No intercept (through the origin)
Slope is: 7.0636
Model is: Y = 7.0636 X

Intercept included: 
Slope is: 2.9375
Intercept is: 25.6250
Model is: Y = 2.9375 X + 25.6250


# Prescriptive Analytics

## Linear Programming

Use the fitted regression equation for airfare (FARE) as a linear function of the average number of coupons (COUPON) for that route, the Herfindel Index (HI), and the distance between the two endpoint airports in miles (DISTANCE) as the objective function.

The three linear regression equations for the number of passengers on that route (PAX), the starting city’s average personal income (S_INCOME), the ending city’s average personal income (E_INCOME) as functions of the average number of coupons (COUPON) for that route, the Herfindel Index (HI), and the distance between the two endpoint airports in miles (DISTANCE) are to be used as three of the constraint equations.

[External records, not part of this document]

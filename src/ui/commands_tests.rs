#![allow(clippy::unwrap_used)]

use rust_decimal_macros::dec;
use std::path::PathBuf;

use super::*;
use crate::config::Config;

fn setup() -> (App, Database) {
    let config = Config::from_lookup(PathBuf::from("/tmp/worthit-test"), |_| None).unwrap();
    let mut db = Database::open_in_memory().unwrap();
    let mut app = App::new(&config);
    app.refresh_all(&mut db).unwrap();
    (app, db)
}

fn record(db: &mut Database, direction: Direction, desc: &str, amount: Decimal, level: i64) -> i64 {
    let entry = NewEntry::new(direction, desc, amount, level, "", None).unwrap();
    db.record_entry(&entry).unwrap()
}

// ── Dispatch ──────────────────────────────────────────────────

#[test]
fn test_unknown_command_suggests_closest() {
    let (mut app, mut db) = setup();
    handle_command("treshold 4", &mut app, &mut db).unwrap();
    assert!(app.status_message.contains("Did you mean :threshold?"));
}

#[test]
fn test_levenshtein() {
    assert_eq!(levenshtein("", "abc"), 3);
    assert_eq!(levenshtein("goal", "goals"), 1);
    assert_eq!(levenshtein("same", "same"), 0);
}

#[test]
fn test_help_sections_list_each_command_once() {
    let sections = help_sections();
    assert_eq!(sections.len(), CommandGroup::all().len());
    assert!(sections.iter().all(|(_, rows)| !rows.is_empty()));

    let labels: Vec<&str> = sections
        .iter()
        .flat_map(|(_, rows)| rows.iter().map(|(label, _)| label.as_str()))
        .collect();
    let listed: usize = labels.iter().map(|l| l.split(", ").count()).sum();
    assert_eq!(listed, COMMANDS.len());
    assert!(labels.contains(&":add, :a"));
    assert!(labels.contains(&":quit, :q"));

    let (_, goals) = sections
        .iter()
        .find(|(group, _)| *group == CommandGroup::Goals)
        .unwrap();
    let names: Vec<&str> = goals.iter().map(|(label, _)| label.as_str()).collect();
    assert_eq!(names, vec![":delete-goal", ":goal", ":save"]);
}

#[test]
fn test_status_summary_tracks_flagged_spending() {
    let (mut app, mut db) = setup();
    app.screen = Screen::Insights;
    assert_eq!(app.status_summary(), "nothing rated below 5");

    handle_command("add expense 40 2 Impulse gadget", &mut app, &mut db).unwrap();
    app.screen = Screen::Insights;
    assert_eq!(app.status_summary(), "1 below 5 | $40.00 recoverable");

    app.screen = Screen::History;
    assert_eq!(app.status_summary(), "entry 1 of 1");
    app.screen = Screen::Dashboard;
    assert_eq!(app.status_summary(), "1 entries | net -$40.00");
}

#[test]
fn test_quit_and_help() {
    let (mut app, mut db) = setup();
    handle_command("help", &mut app, &mut db).unwrap();
    assert!(app.show_help);
    handle_command("q", &mut app, &mut db).unwrap();
    assert!(!app.running);
}

#[test]
fn test_screen_jumps() {
    let (mut app, mut db) = setup();
    handle_command("map", &mut app, &mut db).unwrap();
    assert_eq!(app.screen, Screen::ValueMap);
    handle_command("goals", &mut app, &mut db).unwrap();
    assert_eq!(app.screen, Screen::Goals);
    handle_command("history", &mut app, &mut db).unwrap();
    assert_eq!(app.screen, Screen::History);
}

// ── Entries ───────────────────────────────────────────────────

#[test]
fn test_add_records_entry_and_refreshes() {
    let (mut app, mut db) = setup();
    handle_command("add expense 12.50 3 Late night pizza", &mut app, &mut db).unwrap();

    assert_eq!(app.history.len(), 1);
    let entry = &app.history[0];
    assert_eq!(entry.transaction.description, "Late night pizza");
    assert_eq!(entry.transaction.amount, dec!(12.50));
    assert_eq!(entry.level(), Some(3));
    assert_eq!(app.report.low_satisfaction.count, 1);
    assert!(app.status_message.starts_with("Recorded #"));
}

#[test]
fn test_add_invalid_level_reports_error() {
    let (mut app, mut db) = setup();
    handle_command("add expense 10 42 Mystery", &mut app, &mut db).unwrap();
    assert!(app.status_message.starts_with("Error:"));
    assert_eq!(db.get_transaction_count().unwrap(), 0);
}

#[test]
fn test_add_usage_when_incomplete() {
    let (mut app, mut db) = setup();
    handle_command("add expense 10", &mut app, &mut db).unwrap();
    assert!(app.status_message.starts_with("Usage:"));
}

#[test]
fn test_edit_commands_without_selection() {
    let (mut app, mut db) = setup();
    handle_command("amount 20", &mut app, &mut db).unwrap();
    assert!(app.status_message.contains("No entry selected"));
}

#[test]
fn test_rate_amount_type_comment_on_selected() {
    let (mut app, mut db) = setup();
    let id = record(&mut db, Direction::Expense, "Gym", dec!(40), 4);
    app.refresh_all(&mut db).unwrap();

    handle_command("rate 9 actually going", &mut app, &mut db).unwrap();
    handle_command("amount 45", &mut app, &mut db).unwrap();
    handle_command("comment three times a week", &mut app, &mut db).unwrap();
    handle_command("type income", &mut app, &mut db).unwrap();

    let txn = db.get_transaction(id).unwrap().unwrap();
    let rating = db.get_rating(id).unwrap().unwrap();
    assert_eq!(txn.amount, dec!(45));
    assert_eq!(txn.direction, Direction::Income);
    assert_eq!(rating.level, 9);
    assert_eq!(rating.comment, "three times a week");
}

#[test]
fn test_rename_without_args_opens_editor() {
    let (mut app, mut db) = setup();
    record(&mut db, Direction::Expense, "Coffee", dec!(4), 6);
    app.refresh_all(&mut db).unwrap();

    handle_command("rename", &mut app, &mut db).unwrap();
    assert_eq!(app.input_mode, InputMode::Editing);
    assert_eq!(app.command_input, "Coffee");

    handle_command("rename Espresso", &mut app, &mut db).unwrap();
    assert_eq!(app.history[0].transaction.description, "Espresso");
}

#[test]
fn test_delete_requires_confirmation() {
    let (mut app, mut db) = setup();
    let id = record(&mut db, Direction::Expense, "Impulse buy", dec!(99), 1);
    app.refresh_all(&mut db).unwrap();

    handle_command("delete", &mut app, &mut db).unwrap();
    assert_eq!(app.input_mode, InputMode::Confirm);
    assert_eq!(
        app.pending_action,
        Some(PendingAction::DeleteEntry {
            id,
            description: "Impulse buy".into()
        })
    );
    assert_eq!(db.get_transaction_count().unwrap(), 1);

    confirm_pending(&mut app, &mut db).unwrap();
    assert_eq!(db.get_transaction_count().unwrap(), 0);
    assert!(db.get_rating(id).unwrap().is_none());
    assert!(app.history.is_empty());
    assert!(app.pending_action.is_none());
}

// ── Insights ──────────────────────────────────────────────────

#[test]
fn test_threshold_changes_flagged_count() {
    let (mut app, mut db) = setup();
    record(&mut db, Direction::Expense, "Takeout", dec!(50), 3);
    record(&mut db, Direction::Expense, "Books", dec!(30), 8);
    app.refresh_all(&mut db).unwrap();
    assert_eq!(app.report.low_satisfaction.count, 1);

    handle_command("threshold 9", &mut app, &mut db).unwrap();
    assert_eq!(app.threshold, 9);
    assert_eq!(app.report.low_satisfaction.count, 2);

    handle_command("threshold 0", &mut app, &mut db).unwrap();
    assert_eq!(app.threshold, 9);
    assert!(app.status_message.starts_with("Error:"));
}

#[test]
fn test_simulate_uses_wasted_spending() {
    let (mut app, mut db) = setup();
    record(&mut db, Direction::Expense, "Takeout", dec!(50), 3);
    record(&mut db, Direction::Expense, "Books", dec!(30), 8);
    record(&mut db, Direction::Expense, "Subscription", dec!(20), 2);

    handle_command("simulate 1200 100", &mut app, &mut db).unwrap();
    assert_eq!(app.screen, Screen::Insights);
    let p = &app.report.projection;
    assert_eq!(p.months_baseline, dec!(12.0));
    assert_eq!(p.months_optimized, dec!(7.1));
    assert_eq!(p.months_saved, dec!(4.9));
}

#[test]
fn test_simulate_rejects_negative_goal() {
    let (mut app, mut db) = setup();
    let before = app.goal_amount;
    handle_command("simulate -5 100", &mut app, &mut db).unwrap();
    assert!(app.status_message.starts_with("Error:"));
    assert!(app.status_message.contains("negative"));
    assert_eq!(app.goal_amount, before);
}

// ── Goals ─────────────────────────────────────────────────────

#[test]
fn test_goal_save_and_delete() {
    let (mut app, mut db) = setup();
    handle_command("goal 500 Bike fund", &mut app, &mut db).unwrap();
    assert_eq!(app.screen, Screen::Goals);
    assert_eq!(app.goals.len(), 1);
    assert_eq!(app.goals[0].name, "Bike fund");

    handle_command("save 200", &mut app, &mut db).unwrap();
    assert_eq!(app.goals[0].current_amount, dec!(200));
    assert!(app.status_message.contains("to go"));

    handle_command("save 300", &mut app, &mut db).unwrap();
    assert!(app.goals[0].is_reached());

    handle_command("delete-goal", &mut app, &mut db).unwrap();
    assert_eq!(app.input_mode, InputMode::Confirm);
    confirm_pending(&mut app, &mut db).unwrap();
    assert!(app.goals.is_empty());
}

#[test]
fn test_goal_rejects_bad_target() {
    let (mut app, mut db) = setup();
    handle_command("goal 0 Nothing", &mut app, &mut db).unwrap();
    assert!(app.status_message.starts_with("Error:"));
    assert!(db.get_goals().unwrap().is_empty());
}

#[test]
fn test_goal_projection_uses_remaining() {
    let (mut app, mut db) = setup();
    handle_command("goal 1000 Trip", &mut app, &mut db).unwrap();
    handle_command("save 400", &mut app, &mut db).unwrap();
    let goal = app.goals[0].clone();
    // 600 left at the default 100 a month, nothing flagged
    let p = app.goal_projection(&goal);
    assert_eq!(p.months_baseline, dec!(6.0));
    assert_eq!(p.months_optimized, dec!(6.0));
}

// ── Export ────────────────────────────────────────────────────

#[test]
fn test_export_writes_file() {
    let (mut app, mut db) = setup();
    record(&mut db, Direction::Income, "Salary", dec!(2500), 8);
    let dir = tempfile::tempdir().unwrap();
    let path = dir.path().join("out.csv");

    handle_command(&format!("export {}", path.display()), &mut app, &mut db).unwrap();
    assert!(app.status_message.starts_with("Exported 1"));
    assert!(path.exists());
}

- the number of passengers on that route (PAX) $\leq 20000$
- the starting city’s average personal income (S_INCOME) $\leq 30000$
- the ending city’s average personal income (E_INCOME) $\geq 30000$

For additional constraints, restrict COUPON to no more than 1.5, limit HI to between 4000 and 8000, inclusive, and consider only routes with DISTANCE between 500 and 1000 miles, inclusive.

## Sensitivity Analysis

Produce the sensitivity analysis report.

# Write the Report

Write a report in the Jupyter notebook provided that summarizes the details of this project organized in sections as defined here.

**Section 1 - Introduction**: Summarize the problem statement, establishing the context and methods used in this project.

**Section 2**: Provide a brief summary of the liner regression models used to estimate coefficients that will be used in the linear programming problem.  Explain why the multiple regression equations had to be fitted through the origin (consider the assumptions of linear programming).

**Section 3**: The optimal value of the airfare and for which values of COUPON, HI, and DISTANCE it occurs. 

**Section 4**: From the sensitivity report, explain which constraints are binding for the number of passengers on that route (PAX), the starting city’s average personal income (S_INCOME), and the ending city’s average personal income (E_INCOME). If the constraint is binding, interpret the shadow price in the context of the problem.  If the constraint is not binding, interpret the slack in the context of the problem.

**Section 5**: Interpret the activity ranges for COUPON, HI, and DISTANCE in the context of the problem.

**Section 6 - Conclusion**: Briefly summarize the main conclusion of this project, state what you see as any limitations of the methods used here, and suggest other possible methods of addressing the maximizing of airfare in this problem scenario.

**Section 7**: Include an appendix showing the mathematical formulation for the linear programming problem used in this project.